Auftragsbeschreibung über die Bewirtschaftung biomedizinischer und sonstiger
medizintechnischer Geräte mit optionaler Bereitstellung, optionaler Finanzierung
sowie optionalen Consultingleistungen
- LEISTUNGSGEGENSTAND
Gegenstand des Auftrags ist die umfassende, normenkonforme und wirtschaftliche Bewirtschaftung
sämtlicher biomedizinischer und sonstiger Geräte der Auftraggeberin.
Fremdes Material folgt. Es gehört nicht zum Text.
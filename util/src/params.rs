//! Generic parameters functions

// ---------------------------------------------------------------------------
// IMPORTS
// ---------------------------------------------------------------------------

use serde::de::DeserializeOwned;
use std::fs::read_to_string;
use std::path::{Path, PathBuf};
use thiserror::Error;
use toml;

// ---------------------------------------------------------------------------
// ENUMERATIONS
// ---------------------------------------------------------------------------

/// An error that occurs during loading of a parameter file.
#[derive(Debug, Error)]
pub enum LoadError {
    #[error("Cannot determine the software root directory: {0}")]
    SwRootUnavailable(std::io::Error),

    #[error("Cannot load the parmeter file {0:?}: {1}")]
    FileLoadError(PathBuf, std::io::Error),

    #[error("Cannot read the parameter file {0:?}: {1}")]
    DeserialiseError(PathBuf, toml::de::Error)
}

// ---------------------------------------------------------------------------
// PUBLIC FUNCTIONS
// ---------------------------------------------------------------------------

/// Load a parameter file
///
/// The file path is relative to the `params` directory under the software root (see
/// [`crate::host::get_sw_root`]).
pub fn load<P>(param_file_path: &str) -> Result<P, LoadError>
where
    P: DeserializeOwned
{
    let mut path = crate::host::get_sw_root()
        .map_err(LoadError::SwRootUnavailable)?;
    path.push("params");
    path.push(param_file_path);

    load_from(path)
}

/// Load a parameter file from an explicit path.
pub fn load_from<P, Q>(path: Q) -> Result<P, LoadError>
where
    P: DeserializeOwned,
    Q: AsRef<Path>
{
    let path = path.as_ref().to_path_buf();

    let params_str = match read_to_string(&path) {
        Ok(s) => s,
        Err(e) => return Err(LoadError::FileLoadError(path, e))
    };

    // Parse the string into the parameter struct
    match toml::from_str(params_str.as_str()) {
        Ok(p) => Ok(p),
        Err(e) => Err(LoadError::DeserialiseError(path, e))
    }
}

#[cfg(test)]
mod test {
    use super::*;
    use serde::Deserialize;

    #[derive(Deserialize, Debug)]
    struct Dummy {
        #[allow(dead_code)]
        value: f64
    }

    #[test]
    fn test_missing_file() {
        let res: Result<Dummy, _> = load_from("this/file/does/not/exist.toml");
        match res {
            Err(LoadError::FileLoadError(p, _)) => {
                assert_eq!(p, PathBuf::from("this/file/does/not/exist.toml"))
            },
            other => panic!("Expected a file load error, got {:?}", other)
        }
    }
}
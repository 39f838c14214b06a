//! # Sensor timing
//!
//! The two launch sensors are polled in a spin-wait until they report the car or a timeout
//! elapses. Trigger times are given in seconds since the start of the cycle.

// ------------------------------------------------------------------------------------------------
// IMPORTS
// ------------------------------------------------------------------------------------------------

use std::sync::atomic::{AtomicBool, Ordering};
use std::thread;
use std::time::{Duration, Instant};
use log::{debug, warn};
use serde::Serialize;

use motion_if::{Controller, DigitalInput};
use util::time::seconds_to_std;

use crate::params::LaunchExecParams;

// ------------------------------------------------------------------------------------------------
// STRUCTS
// ------------------------------------------------------------------------------------------------

/// How the sensors are polled.
#[derive(Debug, Clone, Copy, PartialEq)]
pub struct SensorTiming {
    pub timeout: Duration,
    pub poll_period: Duration,
}

/// Trigger times of the two sensors, `None` if a sensor did not trigger.
///
/// Units: seconds since the start of the cycle
#[derive(Debug, Clone, Copy, Default, PartialEq, Serialize)]
pub struct SensorTimes {
    pub t1: Option<f64>,
    pub t2: Option<f64>,
}

// ------------------------------------------------------------------------------------------------
// IMPLS
// ------------------------------------------------------------------------------------------------

impl SensorTiming {
    pub fn from_params(params: &LaunchExecParams) -> Self {
        Self {
            timeout: seconds_to_std(params.sensor_timeout_s),
            poll_period: seconds_to_std(params.sensor_poll_period_s)
        }
    }
}

impl SensorTimes {
    /// Whether both sensors saw the car.
    pub fn detected(&self) -> bool {
        self.t1.is_some() && self.t2.is_some()
    }

    /// The trigger times for the physics, `(0.0, 0.0)` unless both sensors triggered.
    ///
    /// Times are measured from the start of the cycle, so a lone trigger can't be paired with
    /// zero without producing a speed.
    pub fn as_secs(&self) -> (f64, f64) {
        match (self.t1, self.t2) {
            (Some(t1), Some(t2)) => (t1, t2),
            _ => (0.0, 0.0)
        }
    }
}

// ------------------------------------------------------------------------------------------------
// FUNCTIONS
// ------------------------------------------------------------------------------------------------

/// Wait for a digital input to read as triggered.
///
/// Returns the time of the first triggered read in seconds since `epoch`, or `None` if the
/// timeout elapsed or `stop` was raised first. A failed read counts as not triggered and polling
/// carries on.
pub fn wait_for_trigger<C: Controller>(
    ctrl: &mut C,
    input_index: usize,
    epoch: Instant,
    timing: &SensorTiming,
    stop: &AtomicBool
) -> Option<f64> {
    let start = Instant::now();
    let mut num_errors: u64 = 0;

    let result = loop {
        if stop.load(Ordering::Relaxed) {
            debug!("Stop requested while waiting for sensor {}", input_index);
            break None
        }

        let read = ctrl.input(input_index).and_then(|i| i.read());
        let now = Instant::now();

        match read {
            Ok(true) => break Some(now.duration_since(epoch).as_secs_f64()),
            Ok(false) => (),
            Err(e) => {
                if num_errors == 0 {
                    warn!("Sensor {} read failed: {}", input_index, e);
                }
                num_errors += 1;
            }
        }

        if now.duration_since(start) >= timing.timeout {
            warn!(
                "Sensor {} did not trigger within {:.1} s",
                input_index,
                timing.timeout.as_secs_f64()
            );
            break None
        }

        thread::sleep(timing.poll_period);
    };

    if num_errors > 0 {
        warn!("Sensor {}: {} failed reads during this wait", input_index, num_errors);
    }

    result
}

/// Wait for the first sensor and then the second.
///
/// The second sensor is polled even if the first timed out so that the report records what each
/// sensor saw.
pub fn time_sensors<C: Controller>(
    ctrl: &mut C,
    sensor_inputs: [usize; 2],
    epoch: Instant,
    timing: &SensorTiming,
    stop: &AtomicBool
) -> SensorTimes {
    let t1 = wait_for_trigger(ctrl, sensor_inputs[0], epoch, timing, stop);
    debug!("Sensor 1: {:?}", t1);

    let t2 = wait_for_trigger(ctrl, sensor_inputs[1], epoch, timing, stop);
    debug!("Sensor 2: {:?}", t2);

    SensorTimes { t1, t2 }
}

#[cfg(test)]
mod test {
    use super::*;
    use motion_if::{CreationParams, sim::SimController};

    fn controller() -> SimController {
        SimController::create_and_connect(&CreationParams {
            rmp_path: String::from("/rsi/"),
            nic_primary: String::from("enp1s0")
        }).unwrap()
    }

    fn timing(timeout_ms: u64) -> SensorTiming {
        SensorTiming {
            timeout: Duration::from_millis(timeout_ms),
            poll_period: Duration::from_millis(1)
        }
    }

    #[test]
    fn test_trigger_time() {
        let mut ctrl = controller();
        let epoch = Instant::now();
        ctrl.input(0).unwrap().schedule(Some(epoch + Duration::from_millis(30)));

        let t = wait_for_trigger(&mut ctrl, 0, epoch, &timing(1000), &AtomicBool::new(false))
            .unwrap();
        assert!(t >= 0.030);
        assert!(t < 0.5);
    }

    #[test]
    fn test_timeout() {
        let mut ctrl = controller();
        let start = Instant::now();

        let t = wait_for_trigger(&mut ctrl, 1, start, &timing(50), &AtomicBool::new(false));
        assert_eq!(t, None);
        assert!(start.elapsed() >= Duration::from_millis(50));
    }

    #[test]
    fn test_read_errors_do_not_abort() {
        let mut ctrl = controller();
        ctrl.input(0).unwrap().inject_fault(Some("noise"));

        let t = wait_for_trigger(
            &mut ctrl, 0, Instant::now(), &timing(30), &AtomicBool::new(false)
        );
        assert_eq!(t, None);
        assert!(ctrl.input(0).unwrap().num_reads() > 1);
    }

    #[test]
    fn test_stop_ends_wait() {
        let mut ctrl = controller();
        let start = Instant::now();

        let t = wait_for_trigger(&mut ctrl, 0, start, &timing(5000), &AtomicBool::new(true));
        assert_eq!(t, None);
        assert!(start.elapsed() < Duration::from_secs(1));
    }

    #[test]
    fn test_time_sensors() {
        let mut ctrl = controller();
        let epoch = Instant::now();
        ctrl.input(0).unwrap().force(Some(true));
        ctrl.input(1).unwrap().schedule(Some(epoch + Duration::from_millis(20)));

        let times = time_sensors(&mut ctrl, [0, 1], epoch, &timing(1000), &AtomicBool::new(false));
        assert!(times.detected());

        let (t1, t2) = times.as_secs();
        assert!(t2 > t1);
    }

    #[test]
    fn test_missing_trigger_is_zero() {
        let times = SensorTimes { t1: Some(0.4), t2: None };
        assert!(!times.detected());
        assert_eq!(times.as_secs(), (0.0, 0.0));

        let times = SensorTimes { t1: None, t2: Some(2.05) };
        assert!(!times.detected());
        assert_eq!(times.as_secs(), (0.0, 0.0));

        let times = SensorTimes { t1: Some(0.4), t2: Some(0.5) };
        assert_eq!(times.as_secs(), (0.4, 0.5));
    }
}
Die Auftragnehmerin
übernimmt die Gesamtverantwortung für Betrieb, Instandhaltung, Funktionsfähigkeit, IT-Integration,
technische Sicherheit, Dokumentation und regulatorische Compliance aller allgemeinen
Medizintechnik, einschließlich aller dazugehörigen Komponenten, Softwaremodule,
Peripheriesysteme sowie gerätebezogenen IT-Infrastrukturen.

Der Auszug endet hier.